Related Requests for Comment
Introduction
The Tari protocol extends the Mimblewimble protocol to include scripting in the form of TariScript. One of the first features implemented using TariScript was one-sided payments. These are payments to a recipient that do not require an interactive negotiation in the same way a standard Mimblewimble transaction does. One of the main downsides of the current implementation of one-sided payments is that the script key used is the Public Key of the recipient's wallet. This public key is embedded in the TariScript of the UTXO created by the sender. The issue is that it becomes very easy for a third party to scan the blockchain to look for one-sided transaction outputs being sent to a given wallet. In order to alleviate this privacy leak, this RFC proposes the use of Dual-Key Stealth Addresses to be used as the script key when sending a one-sided payment.
Brief background on the development of Stealth Addresses
Stealth addresses were first proposed on the Bitcoin Talk forum by user Bytecoin. The concept was further refined in the Cryptonote whitepaper and by Peter Todd which went on to be used in Monero. These formulations were very similar to the BIP-32 style of address generation. Later in 2014 a developer called rynomster/sdcoin proposed a further improvement to the scheme that he called the Dual-Key Stealth Address Protocol (DKSAP) that allowed for a separate scanning key and spending key. Since then there have been many variations of DKSAP proposed, but generally they only offer performance optimizations for certain scenarios or add an application-specific feature. For our application, DKSAP will do the job.
Dual-key Stealth Addresses
The Dual-key Stealth Address Protocol (DKSAP) uses two key-pairs for the recipient of a one-sided payment, \( A = a \cdot G \) and \( B = b \cdot G \). Where \( a \) is called the scan key and \( b \) is the spend key. A recipient will distribute the public keys out of band to receive one-sided payments.
The protocol that a sender will use to make a payment to the recipient is as follows:
- Sender generates a random nonce key-pair \( R = r \cdot G \).
- Sender calculates a ECDH shared secret \(c = H( r \cdot a \cdot G ) = H( a \cdot R) = H( r \cdot A) \), where \( H( \cdot ) \) is a cryptographic hash function.
- The sender will then use \( K_S = c \cdot G + B \) as the last public key in the one-sided payment script.
- The sender includes \( R \) for the receiver but dropping it as it is not required during script execution.
This changes the script for a one-sided payment from
PushPubkey(K_S)
toPushPubkey(R) Drop PushPubkey(K_S)
.
The recipient will need to scan the blockchain for outputs that contain scripts of the one-sided payment form, and when one is found they will need to do the following:
- Extract the nonce \( R \) from the script.
- Use the public nonce to calculate the shared secret \(c = H( a \cdot R) \)
- Calculate \( K_S \) and check if it exists in the script.
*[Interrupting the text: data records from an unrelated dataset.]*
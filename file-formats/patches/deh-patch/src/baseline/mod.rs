//! Immutable per-dialect reference tables
//!
//! A [`SourcePatch`] describes the stock values of one engine dialect. Patch
//! contexts never mutate it; they shadow-copy entries on first access and the
//! writer diffs the shadow copies against it. One instance per dialect is
//! shared between contexts through `Arc`.

use std::collections::{BTreeMap, HashMap};
use std::fmt;
use std::sync::Arc;

use crate::entity::{
    DehActionPointer, DehAmmo, DehMiscellany, DehSound, DehState, DehThing, DehWeapon,
};

mod builder;
#[cfg(feature = "serde")]
pub mod loader;
pub mod registry;

pub use builder::SourcePatchBuilder;
pub use registry::BaselineSet;

/// Episode/map key of a par time; Doom II maps have no episode
#[derive(Debug, Clone, Copy, PartialEq, Eq, PartialOrd, Ord, Hash)]
pub struct EpisodeMap {
    /// Episode number, `None` for Doom II maps
    pub episode: Option<i32>,
    /// Map number
    pub map: i32,
}

impl EpisodeMap {
    /// `ExMy` key
    pub fn episode(episode: i32, map: i32) -> Self {
        Self {
            episode: Some(episode),
            map,
        }
    }

    /// `MAPxx` key
    pub fn map(map: i32) -> Self {
        Self { episode: None, map }
    }
}

impl fmt::Display for EpisodeMap {
    fn fmt(&self, f: &mut fmt::Formatter<'_>) -> fmt::Result {
        match self.episode {
            Some(episode) => write!(f, "{episode} {}", self.map),
            None => write!(f, "{}", self.map),
        }
    }
}

/// First dynamically allocated indices of an open-ended baseline
///
/// Lookups past the fixed tables resolve to blank entities instead of
/// failing, and table counts become unbounded.
#[derive(Debug, Clone, Copy, PartialEq, Eq)]
#[cfg_attr(feature = "serde", derive(serde::Serialize, serde::Deserialize))]
pub struct OpenTables {
    /// First dynamic thing index
    pub thing_start: i32,
    /// First dynamic sound index
    pub sound_start: i32,
    /// First dynamic sprite index
    pub sprite_start: i32,
    /// First dynamic state index
    pub state_start: i32,
}

/// Fixed string array with embedded sound and sprite name sub-ranges
#[derive(Debug, Clone, PartialEq, Eq)]
pub struct IndexedStrings {
    pub(crate) values: Vec<String>,
    pub(crate) sound_offset: usize,
    pub(crate) sprite_offset: usize,
    pub(crate) sprite_count: usize,
}

impl IndexedStrings {
    /// All strings in table order
    pub fn values(&self) -> &[String] {
        &self.values
    }

    /// Offset of sound 0's name
    pub fn sound_offset(&self) -> usize {
        self.sound_offset
    }

    /// Offset of sprite 0's name
    pub fn sprite_offset(&self) -> usize {
        self.sprite_offset
    }

    /// Number of sprite names in the sub-range
    pub fn sprite_count(&self) -> usize {
        self.sprite_count
    }
}

/// Key/value string table of extended dialects
#[derive(Debug, Clone, Default, PartialEq, Eq)]
pub struct KeyedStrings {
    pub(crate) values: BTreeMap<String, String>,
    pub(crate) user_prefixes: Vec<String>,
}

impl KeyedStrings {
    /// Baseline value for a key, case-insensitive
    pub fn get(&self, key: &str) -> Option<&str> {
        self.values.get(&key.to_ascii_uppercase()).map(String::as_str)
    }

    /// Whether a key may be set in a patch
    pub fn is_valid_key(&self, key: &str) -> bool {
        let key = key.to_ascii_uppercase();
        self.values.contains_key(&key)
            || self
                .user_prefixes
                .iter()
                .any(|prefix| key.starts_with(prefix.as_str()))
    }

    /// Known keys in sorted order
    pub fn keys(&self) -> impl Iterator<Item = &str> {
        self.values.keys().map(String::as_str)
    }
}

/// String model of a baseline
#[derive(Debug, Clone, PartialEq, Eq)]
pub enum BaselineStrings {
    /// Doom 1.9 executable string table
    Indexed(IndexedStrings),
    /// Boom `[STRINGS]` mnemonics
    Keyed(KeyedStrings),
}

/// How states reach their action pointers
#[derive(Debug, Clone, PartialEq, Eq)]
pub enum PointerAddressing {
    /// Every state owns a pointer slot with the same index
    PerState,
    /// A fixed list of pointer slots, each hosted by one state
    Slots(Vec<i32>),
}

/// Immutable reference tables of one dialect
#[derive(Debug)]
pub struct SourcePatch {
    pub(crate) name: String,
    pub(crate) ammo: BTreeMap<i32, DehAmmo>,
    pub(crate) sounds: BTreeMap<i32, DehSound>,
    pub(crate) weapons: BTreeMap<i32, DehWeapon>,
    pub(crate) things: BTreeMap<i32, DehThing>,
    pub(crate) states: BTreeMap<i32, DehState>,
    pub(crate) state_pointers: BTreeMap<i32, Arc<DehActionPointer>>,
    pub(crate) addressing: PointerAddressing,
    pub(crate) slot_of_state: HashMap<i32, i32>,
    pub(crate) catalog: BTreeMap<String, Arc<DehActionPointer>>,
    pub(crate) null_pointer: Arc<DehActionPointer>,
    pub(crate) sound_names: BTreeMap<i32, String>,
    pub(crate) sprite_names: BTreeMap<i32, String>,
    pub(crate) sound_lookup: HashMap<String, i32>,
    pub(crate) sprite_lookup: HashMap<String, i32>,
    pub(crate) strings: BaselineStrings,
    pub(crate) pars: BTreeMap<EpisodeMap, i32>,
    pub(crate) misc: DehMiscellany,
    pub(crate) open_tables: Option<OpenTables>,
    pub(crate) blank_thing: DehThing,
    pub(crate) blank_sound: DehSound,
    pub(crate) blank_state: DehState,
}

fn count_of<T>(table: &BTreeMap<i32, T>) -> i32 {
    table.len() as i32
}

impl SourcePatch {
    /// Start building a baseline
    pub fn builder<S: Into<String>>(name: S) -> SourcePatchBuilder {
        SourcePatchBuilder::new(name)
    }

    /// Baseline name, e.g. `doom19`
    pub fn name(&self) -> &str {
        &self.name
    }

    /// Open-table offsets, if the tables are open-ended
    pub fn open_tables(&self) -> Option<OpenTables> {
        self.open_tables
    }

    /// Whether tables grow past their fixed entries
    pub fn is_open_ended(&self) -> bool {
        self.open_tables.is_some()
    }

    fn open_count(&self, fixed: i32) -> i32 {
        if self.is_open_ended() { i32::MAX } else { fixed }
    }

    /// Number of ammo types
    pub fn ammo_count(&self) -> i32 {
        count_of(&self.ammo)
    }

    /// Number of sounds
    pub fn sound_count(&self) -> i32 {
        self.open_count(count_of(&self.sounds))
    }

    /// Number of weapons
    pub fn weapon_count(&self) -> i32 {
        count_of(&self.weapons)
    }

    /// Number of things
    pub fn thing_count(&self) -> i32 {
        self.open_count(count_of(&self.things))
    }

    /// Number of states
    pub fn state_count(&self) -> i32 {
        self.open_count(count_of(&self.states))
    }

    /// Number of sprites
    pub fn sprite_count(&self) -> i32 {
        self.open_count(self.sprite_names.len() as i32)
    }

    /// Number of action pointer slots
    pub fn action_pointer_count(&self) -> i32 {
        match &self.addressing {
            PointerAddressing::PerState => self.state_count(),
            PointerAddressing::Slots(slots) => slots.len() as i32,
        }
    }

    /// Number of entries in the fixed tables, ignoring open-endedness
    pub fn fixed_counts(&self) -> TableCounts {
        TableCounts {
            ammo: self.ammo.len(),
            sounds: self.sounds.len(),
            weapons: self.weapons.len(),
            things: self.things.len(),
            states: self.states.len(),
            sprites: self.sprite_names.len(),
            pointers: self.state_pointers.len(),
        }
    }

    /// Ammo type at an index
    pub fn ammo(&self, index: i32) -> Option<&DehAmmo> {
        self.ammo.get(&index)
    }

    /// Sound at an index
    pub fn sound(&self, index: i32) -> Option<&DehSound> {
        self.sounds
            .get(&index)
            .or_else(|| self.open_fallback(index, &self.blank_sound))
    }

    /// Weapon at an index
    pub fn weapon(&self, index: i32) -> Option<&DehWeapon> {
        self.weapons.get(&index)
    }

    /// Thing at an index
    pub fn thing(&self, index: i32) -> Option<&DehThing> {
        self.things
            .get(&index)
            .or_else(|| self.open_fallback(index, &self.blank_thing))
    }

    /// State at an index
    pub fn state(&self, index: i32) -> Option<&DehState> {
        self.states
            .get(&index)
            .or_else(|| self.open_fallback(index, &self.blank_state))
    }

    fn open_fallback<'a, T>(&self, index: i32, blank: &'a T) -> Option<&'a T> {
        (self.is_open_ended() && index >= 0).then_some(blank)
    }

    /// Pointer slot of a state, if it has one
    pub fn state_action_pointer_index(&self, state_index: i32) -> Option<i32> {
        match &self.addressing {
            PointerAddressing::PerState => self.state(state_index).map(|_| state_index),
            PointerAddressing::Slots(_) => self.slot_of_state.get(&state_index).copied(),
        }
    }

    /// State hosting a pointer slot
    pub fn action_pointer_state_index(&self, pointer_index: i32) -> Option<i32> {
        match &self.addressing {
            PointerAddressing::PerState => self.state(pointer_index).map(|_| pointer_index),
            PointerAddressing::Slots(slots) => usize::try_from(pointer_index)
                .ok()
                .and_then(|i| slots.get(i))
                .copied(),
        }
    }

    /// Pointer in a slot; `NULL` for empty slots, `None` for missing slots
    pub fn action_pointer(&self, pointer_index: i32) -> Option<Arc<DehActionPointer>> {
        let state_index = self.action_pointer_state_index(pointer_index)?;
        Some(
            self.state_pointers
                .get(&state_index)
                .cloned()
                .unwrap_or_else(|| Arc::clone(&self.null_pointer)),
        )
    }

    /// Whether states own their pointers one to one
    pub fn addressing(&self) -> &PointerAddressing {
        &self.addressing
    }

    /// Catalog pointer by mnemonic, case-insensitive
    pub fn action_pointer_by_mnemonic(&self, mnemonic: &str) -> Option<Arc<DehActionPointer>> {
        self.catalog.get(&mnemonic.to_ascii_lowercase()).cloned()
    }

    /// The shared `NULL` pointer
    pub fn null_action_pointer(&self) -> Arc<DehActionPointer> {
        Arc::clone(&self.null_pointer)
    }

    /// Every catalog pointer, sorted by mnemonic
    pub fn action_pointers(&self) -> impl Iterator<Item = &Arc<DehActionPointer>> {
        self.catalog.values()
    }

    /// Sound index by name, case-insensitive
    pub fn sound_index(&self, name: &str) -> Option<i32> {
        self.sound_lookup.get(&name.to_ascii_uppercase()).copied()
    }

    /// Sprite index by name, case-insensitive
    pub fn sprite_index(&self, name: &str) -> Option<i32> {
        self.sprite_lookup.get(&name.to_ascii_uppercase()).copied()
    }

    /// Sound name at an index
    pub fn sound_name(&self, index: i32) -> Option<&str> {
        self.sound_names.get(&index).map(String::as_str)
    }

    /// Sprite name at an index
    pub fn sprite_name(&self, index: i32) -> Option<&str> {
        self.sprite_names.get(&index).map(String::as_str)
    }

    /// String model
    pub fn strings(&self) -> &BaselineStrings {
        &self.strings
    }

    /// Number of strings in an indexed table
    pub fn string_count(&self) -> usize {
        match &self.strings {
            BaselineStrings::Indexed(table) => table.values.len(),
            BaselineStrings::Keyed(table) => table.values.len(),
        }
    }

    /// Indexed string at a position
    pub fn string_at(&self, index: usize) -> Option<&str> {
        match &self.strings {
            BaselineStrings::Indexed(table) => table.values.get(index).map(String::as_str),
            BaselineStrings::Keyed(_) => None,
        }
    }

    /// Keyed string by mnemonic
    pub fn string(&self, key: &str) -> Option<&str> {
        match &self.strings {
            BaselineStrings::Keyed(table) => table.get(key),
            BaselineStrings::Indexed(_) => None,
        }
    }

    /// Par time in seconds
    pub fn par_time(&self, key: EpisodeMap) -> Option<i32> {
        self.pars.get(&key).copied()
    }

    /// Every baseline par time
    pub fn par_times(&self) -> &BTreeMap<EpisodeMap, i32> {
        &self.pars
    }

    /// Miscellany record
    pub fn miscellany(&self) -> &DehMiscellany {
        &self.misc
    }
}

/// Fixed table sizes of a baseline
#[derive(Debug, Clone, Copy, PartialEq, Eq)]
pub struct TableCounts {
    /// Ammo types
    pub ammo: usize,
    /// Sounds
    pub sounds: usize,
    /// Weapons
    pub weapons: usize,
    /// Things
    pub things: usize,
    /// States
    pub states: usize,
    /// Sprite names
    pub sprites: usize,
    /// States with a non-NULL action
    pub pointers: usize,
}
- If it exists, the recipient can produce the script signature required using the private key calculated by \( c + b \). This private key can only be computed by the recipient using \( b \).
One of the benefits of the DKSAP is that the key used for scanning the blockchain, \( a \), does not enable one to calculate the private key required for spending the output. This means that a recipient can potentially outsource the scanning of the blockchain to a less trusted third-party by giving them just the scanning key \( a \) but retaining the secrecy of the spend key \( b \).